ASSIGNMENT:
Find the word "classified" in the data. Return every line where it appears.

SUPPLIED MATERIAL:
◇ ◇ ◇ ◇

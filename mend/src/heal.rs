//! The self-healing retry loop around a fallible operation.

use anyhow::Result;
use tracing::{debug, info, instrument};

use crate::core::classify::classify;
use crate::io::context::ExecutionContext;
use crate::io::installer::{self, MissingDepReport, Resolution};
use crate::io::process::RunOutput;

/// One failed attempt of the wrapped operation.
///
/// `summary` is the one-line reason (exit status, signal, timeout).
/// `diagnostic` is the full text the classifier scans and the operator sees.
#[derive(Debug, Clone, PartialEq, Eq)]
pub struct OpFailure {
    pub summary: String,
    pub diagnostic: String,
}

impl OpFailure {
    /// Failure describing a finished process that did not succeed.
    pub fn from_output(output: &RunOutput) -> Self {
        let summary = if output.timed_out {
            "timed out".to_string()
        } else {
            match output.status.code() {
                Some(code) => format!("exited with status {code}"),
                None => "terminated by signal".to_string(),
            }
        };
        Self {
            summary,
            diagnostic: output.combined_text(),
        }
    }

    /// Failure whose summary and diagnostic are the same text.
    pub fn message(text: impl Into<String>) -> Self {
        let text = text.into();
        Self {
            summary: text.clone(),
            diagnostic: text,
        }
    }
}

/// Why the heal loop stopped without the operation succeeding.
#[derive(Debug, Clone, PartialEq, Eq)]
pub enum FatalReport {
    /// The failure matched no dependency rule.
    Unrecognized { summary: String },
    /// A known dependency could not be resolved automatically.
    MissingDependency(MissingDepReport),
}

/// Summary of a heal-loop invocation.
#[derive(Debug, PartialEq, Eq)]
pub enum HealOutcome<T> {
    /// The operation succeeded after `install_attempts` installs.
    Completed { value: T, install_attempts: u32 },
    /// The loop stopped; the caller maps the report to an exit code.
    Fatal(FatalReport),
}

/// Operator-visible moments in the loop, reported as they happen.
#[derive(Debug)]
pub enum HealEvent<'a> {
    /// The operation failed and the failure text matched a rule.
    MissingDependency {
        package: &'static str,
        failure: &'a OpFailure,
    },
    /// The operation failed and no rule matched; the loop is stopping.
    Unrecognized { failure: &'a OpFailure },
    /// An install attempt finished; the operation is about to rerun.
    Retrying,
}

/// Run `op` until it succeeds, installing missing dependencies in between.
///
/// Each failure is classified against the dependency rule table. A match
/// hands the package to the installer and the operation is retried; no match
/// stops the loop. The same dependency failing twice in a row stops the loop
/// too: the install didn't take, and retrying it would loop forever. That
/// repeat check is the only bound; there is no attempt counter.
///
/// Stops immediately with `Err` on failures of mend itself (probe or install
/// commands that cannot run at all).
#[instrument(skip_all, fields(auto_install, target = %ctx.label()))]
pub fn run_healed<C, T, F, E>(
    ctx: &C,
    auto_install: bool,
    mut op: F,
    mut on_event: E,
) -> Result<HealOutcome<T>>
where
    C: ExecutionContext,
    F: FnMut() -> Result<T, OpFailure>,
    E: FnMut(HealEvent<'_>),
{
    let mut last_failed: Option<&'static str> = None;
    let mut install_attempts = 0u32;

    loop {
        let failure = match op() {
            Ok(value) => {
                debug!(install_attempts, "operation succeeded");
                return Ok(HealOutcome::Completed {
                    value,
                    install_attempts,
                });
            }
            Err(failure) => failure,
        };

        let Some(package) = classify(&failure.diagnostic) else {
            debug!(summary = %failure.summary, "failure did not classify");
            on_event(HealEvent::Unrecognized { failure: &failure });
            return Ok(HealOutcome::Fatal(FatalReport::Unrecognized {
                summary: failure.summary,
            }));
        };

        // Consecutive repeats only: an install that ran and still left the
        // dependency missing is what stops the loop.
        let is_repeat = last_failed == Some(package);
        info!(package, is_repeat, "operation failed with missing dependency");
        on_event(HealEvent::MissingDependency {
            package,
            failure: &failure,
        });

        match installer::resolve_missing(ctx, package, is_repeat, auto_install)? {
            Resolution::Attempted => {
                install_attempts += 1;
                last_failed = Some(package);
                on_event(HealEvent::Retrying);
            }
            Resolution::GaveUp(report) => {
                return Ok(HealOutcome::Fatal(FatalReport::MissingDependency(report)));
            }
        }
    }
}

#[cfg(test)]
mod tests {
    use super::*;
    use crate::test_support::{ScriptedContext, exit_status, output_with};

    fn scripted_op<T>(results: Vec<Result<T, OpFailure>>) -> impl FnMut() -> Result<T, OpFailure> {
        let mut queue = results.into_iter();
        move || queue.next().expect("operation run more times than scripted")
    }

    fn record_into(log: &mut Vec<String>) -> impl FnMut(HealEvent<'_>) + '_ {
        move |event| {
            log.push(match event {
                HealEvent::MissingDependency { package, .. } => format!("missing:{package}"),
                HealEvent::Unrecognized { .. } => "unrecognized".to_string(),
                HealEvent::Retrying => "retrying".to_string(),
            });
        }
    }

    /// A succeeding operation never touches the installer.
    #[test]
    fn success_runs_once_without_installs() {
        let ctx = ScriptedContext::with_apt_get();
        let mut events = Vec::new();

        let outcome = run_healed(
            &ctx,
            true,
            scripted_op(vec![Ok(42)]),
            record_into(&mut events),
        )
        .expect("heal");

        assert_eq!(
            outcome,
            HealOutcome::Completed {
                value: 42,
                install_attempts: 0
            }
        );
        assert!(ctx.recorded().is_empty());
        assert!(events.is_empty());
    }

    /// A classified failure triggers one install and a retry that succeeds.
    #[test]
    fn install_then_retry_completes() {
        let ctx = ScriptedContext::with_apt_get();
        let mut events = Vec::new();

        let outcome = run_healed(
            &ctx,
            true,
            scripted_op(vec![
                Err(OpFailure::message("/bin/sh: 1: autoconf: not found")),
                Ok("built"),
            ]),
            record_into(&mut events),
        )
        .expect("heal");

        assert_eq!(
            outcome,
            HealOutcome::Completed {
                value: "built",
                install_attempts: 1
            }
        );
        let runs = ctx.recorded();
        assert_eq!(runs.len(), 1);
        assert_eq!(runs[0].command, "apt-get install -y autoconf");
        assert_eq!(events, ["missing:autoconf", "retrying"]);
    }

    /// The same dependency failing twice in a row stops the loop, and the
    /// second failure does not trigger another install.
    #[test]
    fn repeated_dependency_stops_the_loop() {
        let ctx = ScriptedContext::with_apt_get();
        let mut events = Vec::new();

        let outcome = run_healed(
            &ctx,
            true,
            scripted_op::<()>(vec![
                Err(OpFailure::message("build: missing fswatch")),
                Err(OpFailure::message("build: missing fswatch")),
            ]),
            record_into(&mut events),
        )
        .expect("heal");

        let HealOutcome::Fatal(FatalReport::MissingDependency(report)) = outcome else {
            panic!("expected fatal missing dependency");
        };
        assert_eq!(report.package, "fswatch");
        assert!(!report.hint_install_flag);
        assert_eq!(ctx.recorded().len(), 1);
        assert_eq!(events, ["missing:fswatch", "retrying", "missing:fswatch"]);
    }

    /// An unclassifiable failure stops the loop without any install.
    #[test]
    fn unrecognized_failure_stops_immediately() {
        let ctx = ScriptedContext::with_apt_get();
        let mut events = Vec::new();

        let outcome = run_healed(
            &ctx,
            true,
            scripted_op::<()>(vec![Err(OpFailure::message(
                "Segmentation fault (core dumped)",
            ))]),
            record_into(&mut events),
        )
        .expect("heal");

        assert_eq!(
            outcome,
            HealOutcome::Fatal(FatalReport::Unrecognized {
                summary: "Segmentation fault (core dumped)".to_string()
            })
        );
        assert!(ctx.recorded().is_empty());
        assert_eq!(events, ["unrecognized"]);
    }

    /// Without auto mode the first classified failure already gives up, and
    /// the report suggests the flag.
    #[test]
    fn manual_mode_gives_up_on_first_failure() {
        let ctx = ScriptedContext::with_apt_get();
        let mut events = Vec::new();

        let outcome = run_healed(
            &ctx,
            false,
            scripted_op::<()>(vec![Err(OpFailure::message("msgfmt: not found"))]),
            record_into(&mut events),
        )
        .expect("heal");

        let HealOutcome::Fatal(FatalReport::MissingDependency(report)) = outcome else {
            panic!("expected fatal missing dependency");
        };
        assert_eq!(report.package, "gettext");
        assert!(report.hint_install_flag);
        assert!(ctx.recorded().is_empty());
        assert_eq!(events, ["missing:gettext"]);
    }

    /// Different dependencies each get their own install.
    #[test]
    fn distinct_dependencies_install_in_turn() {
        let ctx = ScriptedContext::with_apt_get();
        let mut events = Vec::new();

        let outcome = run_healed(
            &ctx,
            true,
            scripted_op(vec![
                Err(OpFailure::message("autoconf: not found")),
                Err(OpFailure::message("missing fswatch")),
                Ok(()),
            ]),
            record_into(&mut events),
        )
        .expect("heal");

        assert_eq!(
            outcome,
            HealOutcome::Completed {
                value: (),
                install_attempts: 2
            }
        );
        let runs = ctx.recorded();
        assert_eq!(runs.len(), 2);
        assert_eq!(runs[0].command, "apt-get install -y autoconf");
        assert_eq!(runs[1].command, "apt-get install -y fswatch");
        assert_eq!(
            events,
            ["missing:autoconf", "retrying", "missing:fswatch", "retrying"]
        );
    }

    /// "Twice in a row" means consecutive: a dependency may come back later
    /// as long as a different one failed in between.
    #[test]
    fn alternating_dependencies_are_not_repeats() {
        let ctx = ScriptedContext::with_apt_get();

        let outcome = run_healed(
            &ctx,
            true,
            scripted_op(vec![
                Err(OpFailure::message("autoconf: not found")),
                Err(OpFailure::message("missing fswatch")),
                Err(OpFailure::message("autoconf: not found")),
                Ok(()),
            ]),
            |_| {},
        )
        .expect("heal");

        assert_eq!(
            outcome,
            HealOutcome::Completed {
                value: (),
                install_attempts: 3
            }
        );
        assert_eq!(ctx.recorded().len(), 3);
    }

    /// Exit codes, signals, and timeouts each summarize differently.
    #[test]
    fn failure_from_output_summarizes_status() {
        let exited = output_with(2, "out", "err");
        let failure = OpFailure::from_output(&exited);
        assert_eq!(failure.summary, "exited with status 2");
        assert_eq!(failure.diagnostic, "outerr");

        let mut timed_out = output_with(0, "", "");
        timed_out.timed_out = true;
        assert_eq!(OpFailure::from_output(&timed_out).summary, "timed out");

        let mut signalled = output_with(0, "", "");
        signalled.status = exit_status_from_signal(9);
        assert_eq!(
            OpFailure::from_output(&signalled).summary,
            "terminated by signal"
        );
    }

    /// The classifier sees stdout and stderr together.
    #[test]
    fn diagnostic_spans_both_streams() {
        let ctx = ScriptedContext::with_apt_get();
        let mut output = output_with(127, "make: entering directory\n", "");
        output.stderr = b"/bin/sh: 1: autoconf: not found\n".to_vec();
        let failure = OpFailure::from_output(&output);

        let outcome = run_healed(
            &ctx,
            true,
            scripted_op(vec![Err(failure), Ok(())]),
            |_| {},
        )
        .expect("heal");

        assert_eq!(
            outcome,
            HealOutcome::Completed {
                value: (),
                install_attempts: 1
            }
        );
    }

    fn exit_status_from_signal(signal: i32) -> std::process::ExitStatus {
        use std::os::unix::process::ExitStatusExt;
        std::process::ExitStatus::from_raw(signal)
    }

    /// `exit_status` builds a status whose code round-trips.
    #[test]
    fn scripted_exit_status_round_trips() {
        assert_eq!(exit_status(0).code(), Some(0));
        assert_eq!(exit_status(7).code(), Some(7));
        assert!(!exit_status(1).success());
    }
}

◇ ◇ ◇ ◇

RESPONSE BELOW:
/// Each failure is classified against the dependency rule table. A match
    /// A classified failure triggers one install and a retry that succeeds.
    /// Without auto mode the first classified failure already gives up, and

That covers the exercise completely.